As Judith Warner points out in her article “Junking Junk Food,” First Lady Michelle Obama has become the face of the anti-obesity campaign in America, encouraging Americans to eat healthier and exercise every day. I believe this is a good role for the government to play, as a body and higher authority that can recommend and inform. But if the government were to take action in order to mandate what people can and cannot eat, and what fast food companies can and cannot sell to its customers, frankly, that is too far. If the government is able to take control over and have a major influence on the fast-food industry, then what could be next? By allowing the government to get involved in regulating fast food, a precedent could be set for future large-scale government involvement in other industries and sectors of the economy – and that’s quite a dangerous precedent at that.

Instead of government controlling the fast food food industry and dictating what consumers can and cannot eat, why does the government not take a backseat and let people control their own destiny? Is that not what the Founding Fathers wanted for America and its people? If someone wants to eat at McDonalds and eat unhealthy food every week, what is wrong with letting that person eat that and have that person deal with the pros and cons that are associated with that lifestyle? Radley Balko thinks just that in his article, “What You Eat Is Your Business,” as he believes that “the best way to alleviate the obesity “public health” crisis is to remove obesity from the realm of public health. It doesn’t belong there anyway. It’s difficult to think of anything more private and of less public concern that what we choose to put into our bodies.” He then proposed that the only government action that should be taken is that healthcare should go back to being something of the individual’s responsibility. Balko says that if it is left up to insurance companies, people with healthy lifestyles will be rewarded with lower costs and premiums and those with poor lifestyles will be forced to pay more for their coverage. I think Balko’s proposal is the best way to deal with obesity as there seems to be nothing in today’s society as important to people as making and saving money. So if people notice their premiums are increasing, that may be a wake-up call that a healthier lifestyle is needed.

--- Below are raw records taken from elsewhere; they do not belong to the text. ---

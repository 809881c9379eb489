use std::path::PathBuf;
use std::sync::Arc;

use clap::{Args, Parser, Subcommand};
use publications_client::auth::{LoginRequest, RegisterRequest};
use publications_client::{
    ApiClient, ApiError, AppShell, AuthError, AuthService, ClientConfig, ConfigError, CrudError, FileStorage,
    ListQuery, ResourceKind, SessionEvent, StorageError,
};
use publications_client::shell::NavigationError;
use serde_json::Value;
use tokio::sync::broadcast;
use tracing_subscriber::EnvFilter;

#[derive(Debug, thiserror::Error)]
enum CliError {
    #[error(transparent)]
    Config(#[from] ConfigError),
    #[error(transparent)]
    Storage(#[from] StorageError),
    #[error(transparent)]
    Api(#[from] ApiError),
    #[error(transparent)]
    Crud(#[from] CrudError),
    #[error(transparent)]
    Auth(#[from] AuthError),
    #[error(transparent)]
    Navigation(#[from] NavigationError),
    #[error("not logged in; run `pubctl login` first")]
    NotLoggedIn,
    #[error("invalid JSON payload: {0}")]
    InvalidJson(#[from] serde_json::Error),
}

#[derive(Parser, Debug)]
#[command(name = "pubctl", about = "Academic publication management API client")]
struct Cli {
    /// Backend address including the API prefix.
    #[arg(long, env = "PUBLICATIONS_API_BASE_URL")]
    base_url: Option<String>,

    /// File holding the stored session.
    #[arg(long, env = "PUBCTL_STATE_FILE", default_value = ".pubctl-session.json")]
    state_file: PathBuf,

    #[command(subcommand)]
    command: Command,
}

#[derive(Subcommand, Debug)]
enum Command {
    Login {
        #[arg(long)]
        username: String,
        #[arg(long, env = "PUBCTL_PASSWORD", hide_env_values = true)]
        password: String,
    },
    Register(RegisterArgs),
    Logout,
    /// Show the stored user, or ask the backend with --remote.
    Whoami {
        #[arg(long, default_value_t = false)]
        remote: bool,
    },
    Refresh,
    Countries(ResourceCommand),
    Keywords(ResourceCommand),
    #[command(name = "publication-types")]
    PublicationTypes(ResourceCommand),
    /// Run the navigation guard for a page path and print where it lands.
    Route {
        path: String,
    },
}

#[derive(Args, Debug)]
struct RegisterArgs {
    #[arg(long)]
    username: String,
    #[arg(long)]
    email: String,
    #[arg(long, env = "PUBCTL_PASSWORD", hide_env_values = true)]
    password: String,
    #[arg(long)]
    first_name: Option<String>,
    #[arg(long)]
    last_name: Option<String>,
    #[arg(long)]
    role: Option<String>,
    #[arg(long)]
    orcid_id: Option<String>,
}

#[derive(Args, Debug)]
struct ResourceCommand {
    #[command(subcommand)]
    command: ResourceSubcommand,
}

#[derive(Subcommand, Debug)]
enum ResourceSubcommand {
    List(ListArgs),
    Get {
        id: String,
    },
    Create {
        #[arg(long)]
        data: String,
    },
    Update {
        id: String,
        #[arg(long)]
        data: String,
    },
    Delete {
        id: String,
    },
}

#[derive(Args, Debug)]
struct ListArgs {
    #[arg(long)]
    search: Option<String>,
    #[arg(long)]
    page: Option<u32>,
    #[arg(long)]
    per_page: Option<u32>,
    #[arg(long)]
    sort_by: Option<String>,
    #[arg(long, default_value_t = false)]
    desc: bool,
    /// Print the paging envelope instead of just the records.
    #[arg(long, default_value_t = false)]
    with_meta: bool,
}

#[tokio::main]
async fn main() -> Result<(), CliError> {
    let _ = dotenvy::dotenv();
    tracing_subscriber::fmt()
        .with_env_filter(EnvFilter::from_default_env())
        .with_writer(std::io::stderr)
        .init();

    let cli = Cli::parse();
    let config = client_config(cli.base_url.as_deref())?;
    let storage = Arc::new(FileStorage::open(&cli.state_file)?);
    let client = ApiClient::connect(config, storage)?;
    let mut events = client.subscribe();
    let mut shell = AppShell::new(&client);

    let result = dispatch(&client, &mut shell, cli.command).await;
    report_session_events(&mut shell, &mut events);
    result
}

fn client_config(base_url: Option<&str>) -> Result<ClientConfig, CliError> {
    let mut config = ClientConfig::from_env()?;
    if let Some(base_url) = base_url {
        config.base_url = ClientConfig::new(base_url)?.base_url;
    }
    Ok(config)
}

async fn dispatch(client: &ApiClient, shell: &mut AppShell, command: Command) -> Result<(), CliError> {
    let auth = AuthService::new(client.clone());
    match command {
        Command::Login { username, password } => {
            let session = auth.login(&LoginRequest { username, password }).await?;
            eprintln!("logged in as {}", session.user.label());
            Ok(())
        }
        Command::Register(args) => {
            let request = RegisterRequest {
                username: args.username,
                email: args.email,
                password: args.password,
                first_name: args.first_name,
                last_name: args.last_name,
                role: args.role,
                orcid_id: args.orcid_id,
            };
            let response = auth.register(&request).await?;
            if let Some(message) = &response.message {
                eprintln!("{message}");
            }
            print_json(&serde_json::to_value(&response.user)?)
        }
        Command::Logout => {
            auth.logout()?;
            eprintln!("logged out");
            Ok(())
        }
        Command::Whoami { remote } => {
            let user = if remote { Some(auth.current_user().await?) } else { auth.stored_user()? };
            let user = user.ok_or(CliError::NotLoggedIn)?;
            print_json(&serde_json::to_value(&user)?)
        }
        Command::Refresh => {
            auth.refresh().await?;
            eprintln!("access credential refreshed");
            Ok(())
        }
        Command::Countries(resource) => run_resource(client, ResourceKind::Countries, resource).await,
        Command::Keywords(resource) => run_resource(client, ResourceKind::Keywords, resource).await,
        Command::PublicationTypes(resource) => run_resource(client, ResourceKind::PublicationTypes, resource).await,
        Command::Route { path } => {
            let landed = shell.navigate(&path)?;
            println!("{landed}");
            Ok(())
        }
    }
}

async fn run_resource(client: &ApiClient, kind: ResourceKind, resource: ResourceCommand) -> Result<(), CliError> {
    let service = kind.service(client);
    match resource.command {
        ResourceSubcommand::List(args) => {
            let query = ListQuery {
                page: args.page,
                per_page: args.per_page,
                search: args.search,
                sort_by: args.sort_by,
                sort_desc: args.desc,
                extra: Vec::new(),
            };
            if args.with_meta {
                let page = service.get_page(Some(&query)).await?;
                print_json(&serde_json::to_value(&page)?)
            } else {
                let items = service.get_all(Some(&query)).await?;
                print_json(&Value::Array(items))
            }
        }
        ResourceSubcommand::Get { id } => print_json(&service.get_by_id(&id).await?),
        ResourceSubcommand::Create { data } => {
            let body = serde_json::from_str::<Value>(&data)?;
            print_json(&service.create(&body).await?)
        }
        ResourceSubcommand::Update { id, data } => {
            let body = serde_json::from_str::<Value>(&data)?;
            print_json(&service.update(&id, &body).await?)
        }
        ResourceSubcommand::Delete { id } => {
            let confirmation = service.delete(&id).await?;
            print_json(&serde_json::to_value(&confirmation)?)
        }
    }
}

fn report_session_events(shell: &mut AppShell, events: &mut broadcast::Receiver<SessionEvent>) {
    if shell.drain(events) > 0 && shell.last_event() == Some(SessionEvent::Invalidated) {
        eprintln!("session expired; run `pubctl login` to sign in again");
    }
}

fn print_json(value: &Value) -> Result<(), CliError> {
    println!("{}", serde_json::to_string_pretty(value)?);
    Ok(())
}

All in all, the government has shown time and time again of how it is poorly managed and how it struggles to perform basic functions that are a necessity in today’s fast moving, technological world. If government is the entity that people think would be the best to watch over and regulate the fast food industry, I think that those people have another thing coming. The only sensible and logical solution is to make healthcare focus back on the individual and let each person be responsible for his or her own health choices. That way those who make healthy choices will have no reason to suffer or worry about those who do not make healthy choices; and those who eat unhealthy food will be in control over their own destiny in the costs they pay for healthcare. Government should stay out of health care and eating decisions that their citizens engage in, as previous governmental experiences indicate that once in control of something, the government does not usually do a good job. And with an industry as important as the public’s health, pardon the pun, but it is vital that the government not screw up in the field of healthcare.